## Work required
When the string "four" occurs in a line of the listing below, return that line.

===== Extracted data

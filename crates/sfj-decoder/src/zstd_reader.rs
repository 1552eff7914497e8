use std::io::{self, Read};

/// The four bytes every zstd frame starts with.
const ZSTD_MAGIC: [u8; 4] = [0x28, 0xB5, 0x2F, 0xFD];

/// A `Read` adapter that replays up to four bytes it peeked at
/// construction time before falling through to the wrapped reader.
/// `std::io::Read` has no native peek, so detecting the zstd magic
/// without losing those bytes to whatever reads next needs this much
/// buffering and no more.
struct MagicPeekReader<R: Read> {
    peeked: Vec<u8>,
    pos: usize,
    inner: R,
}

impl<R: Read> Read for MagicPeekReader<R> {
    fn read(&mut self, buf: &mut [u8]) -> io::Result<usize> {
        if self.pos < self.peeked.len() {
            let n = (buf.len()).min(self.peeked.len() - self.pos);
            buf[..n].copy_from_slice(&self.peeked[self.pos..self.pos + n]);
            self.pos += n;
            return Ok(n);
        }
        self.inner.read(buf)
    }
}

/// Opens a journal's byte source, transparently unwrapping zstd
/// compression if the stream starts with the zstd magic.
///
/// This is pull-based: the zstd case wraps `inner` in
/// `zstd::stream::read::Decoder`, which only decompresses as many bytes
/// as the caller asks for, rather than inflating the whole journal into
/// memory up front. `window_log_max(31)` tolerates frames written
/// without a declared content size while keeping the working set bounded
/// to the window rather than unbounded.
pub fn open_journal_reader<'a, R: Read + 'a>(mut inner: R) -> io::Result<Box<dyn Read + 'a>> {
    let mut magic = [0u8; 4];
    let mut read = 0;
    while read < magic.len() {
        let n = inner.read(&mut magic[read..])?;
        if n == 0 {
            break;
        }
        read += n;
    }

    let peeked = MagicPeekReader {
        peeked: magic[..read].to_vec(),
        pos: 0,
        inner,
    };

    if read == magic.len() && magic == ZSTD_MAGIC {
        let mut decoder = zstd::stream::read::Decoder::new(peeked)?;
        decoder.window_log_max(31)?;
        Ok(Box::new(decoder))
    } else {
        Ok(Box::new(peeked))
    }
}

==========

## Problem solution
/// The four bytes every zstd frame starts with.
/// A `Read` adapter that replays up to four bytes it peeked at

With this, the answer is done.